Crystal Wolfe has been running Catering for the Homeless for several years and believed if something catastrophic was to happen, the borough would be hit hard.

“I already knew if there was a natural disaster or crisis it would be worse in Queens because I already knew the underlying problems,” she said: a lack of schools, hospitals and services.

Providing thousands of meals a week to food pantries in addition to home deliveries during the coronavirus crisis from the group’s base in Maspeth, Wolfe has encountered undocumented immigrants who are starving, residents with the coronavirus and even homeless veterans.

“That is a disgrace to me as an American,” Wolfe said.

About one-third of the city’s food pantries have closed since the start of the crisis and there have been lines hundreds deep of people waiting for food in the cold.

“Every single week more and more families are coming to the pantries so it’s getting to be a struggle to not run out of food,” Wolfe said, adding that the endless need can be “overwhelming.”

The Rev. Mike Lopez of All Saints Church in Ridgewood, who started the Hungry Monk Rescue Truck, said the stories of people receiving food seem to be the same.

“I lost my job, I lost my job, I lost my job, my husband lost his job, we lost our jobs, we have many kids, we lost our jobs, we lost our jobs,” he said.

Before the crisis, it was primarily the working poor who would come for food, according to Lopez. But now there are people who were not expecting to be in this situation only weeks ago.

“We see a lot more of a desperate feel,” Lopez said, adding that there’s a sense of not knowing where to turn because of all the pantries that have closed.

He said $30,000 from donations and fundraising is being spent a week on food and then it’s gone. In fact, there are more people getting food even as the coronavirus curve is flattening.

“I think as people are spending whatever savings or whatever little bit of money they have left, they’re becoming more in need,” Lopez said, adding, “The need is tremendous and it’s not the usual need, it’s everybody right now.”

Catholic Charities of Brooklyn and Queens assisted more than 1,300 residents and families at an emergency pop-up event at St. Bartholomew Catholic Church in Elmhurst last Friday. There were also 700 who couldn’t be served due to the high demand.

“That’s hard,” said Catholic Charities Vice President Richard Slizeski. “There’s only a certain amount we can do.”

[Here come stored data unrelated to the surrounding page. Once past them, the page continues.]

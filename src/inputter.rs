use ratatui::crossterm::event::{self, KeyCode, KeyModifiers};
use tracing::trace;

/// Single line text input with a character based cursor.
#[derive(Default, Debug)]
pub struct Inputter {
    current_input: String,
    cursor_pos: usize,
    finished: bool,
    canceled: bool,
}

#[derive(Default, Clone, Debug, PartialEq, Eq)]
pub struct InputResult {
    pub input: String,
    pub finished: bool,
    pub canceled: bool,
    pub cursor_pos: usize,
}

impl Inputter {
    pub fn read(&mut self, key: event::KeyEvent) -> InputResult {
        let result = match (key.code, key.modifiers) {
            (KeyCode::Enter, _) => self.enter(),
            (KeyCode::Esc, _) => self.escape(),
            (KeyCode::Backspace, _) => self.backspace(),
            (KeyCode::Delete, _) => self.delete(),
            (KeyCode::Left, _) => self.left(),
            (KeyCode::Right, _) => self.right(),
            (KeyCode::Home, _) => self.home(),
            (KeyCode::End, _) => self.end(),
            (kc, km) => self.key(kc, km),
        };
        trace!("Input: {:?}", result);
        result
    }

    /// Replaces the content and puts the cursor behind it.
    pub fn set(&mut self, s: &str) {
        self.current_input = s.to_string();
        self.cursor_pos = s.chars().count();
    }

    pub fn get(&self) -> InputResult {
        InputResult {
            canceled: self.canceled,
            finished: self.finished,
            input: self.current_input.clone(),
            cursor_pos: self.cursor_pos,
        }
    }

    pub fn clear(&mut self) {
        self.canceled = false;
        self.finished = false;
        self.current_input.clear();
        self.cursor_pos = 0;
    }

    fn enter(&mut self) -> InputResult {
        self.finished = true;
        self.get()
    }

    fn escape(&mut self) -> InputResult {
        self.canceled = true;
        self.finished = true;
        self.get()
    }

    fn backspace(&mut self) -> InputResult {
        if self.cursor_pos > 0 {
            self.cursor_pos -= 1;
            let at = self.byte_pos();
            self.current_input.remove(at);
        }
        self.get()
    }

    fn delete(&mut self) -> InputResult {
        if self.cursor_pos < self.current_input.chars().count() {
            let at = self.byte_pos();
            self.current_input.remove(at);
        }
        self.get()
    }

    fn left(&mut self) -> InputResult {
        self.cursor_pos = self.cursor_pos.saturating_sub(1);
        self.get()
    }

    fn right(&mut self) -> InputResult {
        if self.cursor_pos < self.current_input.chars().count() {
            self.cursor_pos += 1;
        }
        self.get()
    }

    fn home(&mut self) -> InputResult {
        self.cursor_pos = 0;
        self.get()
    }

    fn end(&mut self) -> InputResult {
        self.cursor_pos = self.current_input.chars().count();
        self.get()
    }

    fn key(&mut self, code: KeyCode, modifier: KeyModifiers) -> InputResult {
        if modifier.contains(KeyModifiers::CONTROL) || modifier.contains(KeyModifiers::ALT) {
            return self.get();
        }
        if let Some(chr) = code.as_char() {
            let at = self.byte_pos();
            self.current_input.insert(at, chr);
            self.cursor_pos += 1;
        }
        self.get()
    }

    fn byte_pos(&self) -> usize {
        self.current_input
            .char_indices()
            .nth(self.cursor_pos)
            .map(|(byte_idx, _)| byte_idx)
            .unwrap_or(self.current_input.len())
    }
}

The toughest part of the situation from Slizeski’s point of view? “Just to realize so that so many of the people who are coming to the food pantries now are people who have never visited a food pantry before,” he said. “This is a new reality for them and a real adjustment.”

Not only are there new people on line, but new people volunteering.

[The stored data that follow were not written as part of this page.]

//! Cancellable one-shot timers for a single threaded event loop.
//!
//! Timers do not run on their own. The loop asks for [`Timers::next_deadline`]
//! to bound its event poll and then collects the payloads of everything that
//! expired with [`Timers::expired`].

use std::time::{Duration, Instant};

use tracing::trace;

#[derive(Debug, Clone, Copy, PartialEq, Eq, Hash)]
pub struct TimerHandle(u64);

#[derive(Debug)]
struct Entry<T> {
    handle: TimerHandle,
    deadline: Instant,
    payload: T,
}

#[derive(Debug)]
pub struct Timers<T> {
    next_id: u64,
    entries: Vec<Entry<T>>,
}

impl<T> Default for Timers<T> {
    fn default() -> Self {
        Self {
            next_id: 0,
            entries: Vec::new(),
        }
    }
}

impl<T> Timers<T> {
    pub fn start(&mut self, now: Instant, delay: Duration, payload: T) -> TimerHandle {
        self.next_id += 1;
        let handle = TimerHandle(self.next_id);
        self.entries.push(Entry {
            handle,
            deadline: now + delay,
            payload,
        });
        trace!("Started timer {:?}, fires in {}ms", handle, delay.as_millis());
        handle
    }

    /// Returns true if the timer was still pending. Cancelling a fired or
    /// already cancelled timer does nothing.
    pub fn cancel(&mut self, handle: TimerHandle) -> bool {
        let before = self.entries.len();
        self.entries.retain(|e| e.handle != handle);
        let cancelled = self.entries.len() != before;
        if cancelled {
            trace!("Cancelled timer {:?}", handle);
        }
        cancelled
    }

    pub fn cancel_all(&mut self) {
        self.entries.clear();
    }

    pub fn is_pending(&self, handle: TimerHandle) -> bool {
        self.entries.iter().any(|e| e.handle == handle)
    }

    pub fn is_empty(&self) -> bool {
        self.entries.is_empty()
    }

    pub fn next_deadline(&self) -> Option<Instant> {
        self.entries.iter().map(|e| e.deadline).min()
    }

    /// Removes and returns the payloads of all timers due at `now`, in
    /// deadline order.
    pub fn expired(&mut self, now: Instant) -> Vec<(TimerHandle, T)> {
        let (mut due, pending): (Vec<_>, Vec<_>) = std::mem::take(&mut self.entries)
            .into_iter()
            .partition(|e| e.deadline <= now);
        self.entries = pending;
        due.sort_by_key(|e| (e.deadline, e.handle.0));
        due.into_iter().map(|e| (e.handle, e.payload)).collect()
    }
}

#[cfg(test)]
mod tests {
    use super::*;

    #[test]
    fn timer_fires_once_after_deadline() {
        let t0 = Instant::now();
        let mut timers = Timers::default();
        let h = timers.start(t0, Duration::from_millis(100), "refresh");

        assert!(timers.expired(t0 + Duration::from_millis(99)).is_empty());
        assert_eq!(
            timers.expired(t0 + Duration::from_millis(100)),
            vec![(h, "refresh")]
        );
        assert!(timers.expired(t0 + Duration::from_secs(10)).is_empty());
    }

    #[test]
    fn cancel_is_idempotent() {
        let t0 = Instant::now();
        let mut timers = Timers::default();
        let h = timers.start(t0, Duration::from_millis(10), ());
        assert!(timers.cancel(h));
        assert!(!timers.cancel(h));
        assert!(!timers.is_pending(h));
        assert!(timers.expired(t0 + Duration::from_secs(1)).is_empty());
    }

    #[test]
    fn next_deadline_is_the_earliest() {
        let t0 = Instant::now();
        let mut timers = Timers::default();
        assert_eq!(timers.next_deadline(), None);
        timers.start(t0, Duration::from_millis(50), 1);
        let h = timers.start(t0, Duration::from_millis(20), 2);
        assert_eq!(timers.next_deadline(), Some(t0 + Duration::from_millis(20)));
        timers.cancel(h);
        assert_eq!(timers.next_deadline(), Some(t0 + Duration::from_millis(50)));
    }

    #[test]
    fn expired_payloads_come_in_deadline_order() {
        let t0 = Instant::now();
        let mut timers = Timers::default();
        timers.start(t0, Duration::from_millis(30), "b");
        timers.start(t0, Duration::from_millis(10), "a");
        let fired: Vec<&str> = timers
            .expired(t0 + Duration::from_millis(30))
            .into_iter()
            .map(|(_, p)| p)
            .collect();
        assert_eq!(fired, vec!["a", "b"]);
        assert!(timers.is_empty());
    }
}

“Practically all food pantries are run by elderly volunteers and they’re kind of not in the place to do it,” Slizeski said, noting that seniors are more susceptible to COVID. He said different people from the Knights of Columbus to younger parishioners have stepped up to help.

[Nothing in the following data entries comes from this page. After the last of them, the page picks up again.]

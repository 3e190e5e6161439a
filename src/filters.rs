//! Search text and status inputs. Every change is reported immediately as a
//! [`Message`]; debouncing happens in the refresh scheduler.

use ratatui::crossterm::event::KeyEvent;

use crate::domain::Message;
use crate::inputter::{InputResult, Inputter};
use crate::record::StatusFilter;

#[derive(Default, Debug)]
pub struct FilterControls {
    input: Inputter,
    restore: String,
    last: InputResult,
}

impl FilterControls {
    /// Starts editing, seeded with the active search text.
    pub fn open(&mut self, current: &str) {
        self.input.clear();
        self.input.set(current);
        self.restore = current.to_string();
        self.last = self.input.get();
    }

    /// Feeds one key. Returns the new search text if it changed. Escape
    /// reports the text that was active when editing started.
    pub fn read(&mut self, key: KeyEvent) -> Option<Message> {
        let before = self.last.input.clone();
        self.last = self.input.read(key);
        if self.last.canceled {
            self.last.input = self.restore.clone();
            return (before != self.restore).then(|| Message::SetSearch(self.restore.clone()));
        }
        (self.last.input != before).then(|| Message::SetSearch(self.last.input.clone()))
    }

    pub fn finished(&self) -> bool {
        self.last.finished
    }

    pub fn state(&self) -> &InputResult {
        &self.last
    }

    pub fn cycle_status(current: StatusFilter) -> Message {
        Message::SetStatus(current.next())
    }
}
use std::collections::HashMap;
use std::sync::Arc;

use crate::format::wrap_cell_content;

/// Display form of one record at one absolute offset.
#[derive(Debug, Clone, PartialEq, Eq)]
pub struct RenderedRow {
    pub id: u64,
    pub top: usize,
    pub cells: [String; 5],
    /// Detail address the name cell links to.
    pub link: String,
}

/// Display strings of one record, computed before they reach the renderer.
#[derive(Debug, Clone, PartialEq, Eq)]
pub struct RowContent {
    pub cells: [String; 5],
    pub link: String,
}

impl RenderedRow {
    pub fn as_csv(&self) -> String {
        self.cells
            .iter()
            .map(|c| wrap_cell_content(c))
            .collect::<Vec<String>>()
            .join(",")
    }
}

/// Memoizes rendered rows by `(id, offset)`, so a row whose record and
/// position did not change is handed out as the same `Arc`.
#[derive(Debug, Default)]
pub struct RowRenderer {
    cache: HashMap<(u64, usize), Arc<RenderedRow>>,
    rendered: usize,
}

impl RowRenderer {
    /// `content` is only asked for when `(id, top)` is not cached.
    pub fn render(
        &mut self,
        id: u64,
        top: usize,
        content: impl FnOnce() -> RowContent,
    ) -> Arc<RenderedRow> {
        if let Some(row) = self.cache.get(&(id, top)) {
            return Arc::clone(row);
        }
        self.rendered += 1;
        let RowContent { cells, link } = content();
        let row = Arc::new(RenderedRow {
            id,
            top,
            cells,
            link,
        });
        self.cache.insert((id, top), Arc::clone(&row));
        row
    }

    /// Drops every cached row not part of `rows`, bounding the cache to one
    /// window.
    pub fn retain_window(&mut self, rows: &[Arc<RenderedRow>]) {
        self.cache
            .retain(|key, _| rows.iter().any(|r| (r.id, r.top) == *key));
    }

    pub fn clear(&mut self) {
        self.cache.clear();
    }

    pub fn cached(&self) -> usize {
        self.cache.len()
    }

    /// Rows built from scratch since creation.
    pub fn rendered(&self) -> usize {
        self.rendered
    }
}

Slizeski said the organization has always helped people in need but now there are so many more. And nobody knows how long this will last.

“Even with the flattening of the curve, you’re still looking at people without jobs, and as long as that’s the situation this could go on for quite a while,” he said.

Debbie Hampson, Catholic Charities’ director for Community Program Services, has been with the agency for nearly 40 years, including during 9/11 and Hurricane Sandy. “I’ve never seen anything like this before,” she said. “I don’t think anybody has.”

Hampson oversees the pantries — “We’ve become very proficient” — and said there are twice as many people coming for food as usual, many who had never come before.

“The volume of people is staggering,” she said, adding, “People are scared to come out into stores and things like that. They’ve lost their job, a lot of folks won’t qualify for unemployment or the stimulus. They need to pay their rent and other bills besides providing food for their families.”

It was a Catholic Charities pop-up grab-and-go-style event in Corona on April 17 that saw a line stretching back 20 blocks, Gothamist reported.

A food giveaway event at the office of state Sen. Jessica Ramos (D-East Elmhurst) saw hundreds of people on line. According to Ramos, 700 meals were distributed to 170 families in 17 minutes.

Jenna Harris, food sourcing manager for City Harvest, told the Chronicle, “We have definitely seen unprecedented numbers of people coming.”

She said its nine mobile markets with free produce have seen 30 percent increases to each site, with many of the newcomers unemployed or furloughed.

One person who picked up food has three children and a construction worker husband who isn’t working. There’s a college student, now out of school and unemployed with a father who has the coronavirus and a mother who isn’t working because barbershops are closed. Another is an out-of-work home attendant worried about rising supermarket prices.

City Harvest has received lots of donations from restaurants as well as wholesalers who would have given to restaurants. An impressive part of the last month for Harris is “just seeing how quickly everyone has reacted and changed and been able to adapt ... because so many of those food programs closed we’ve seen a lot of other programs ramp up.”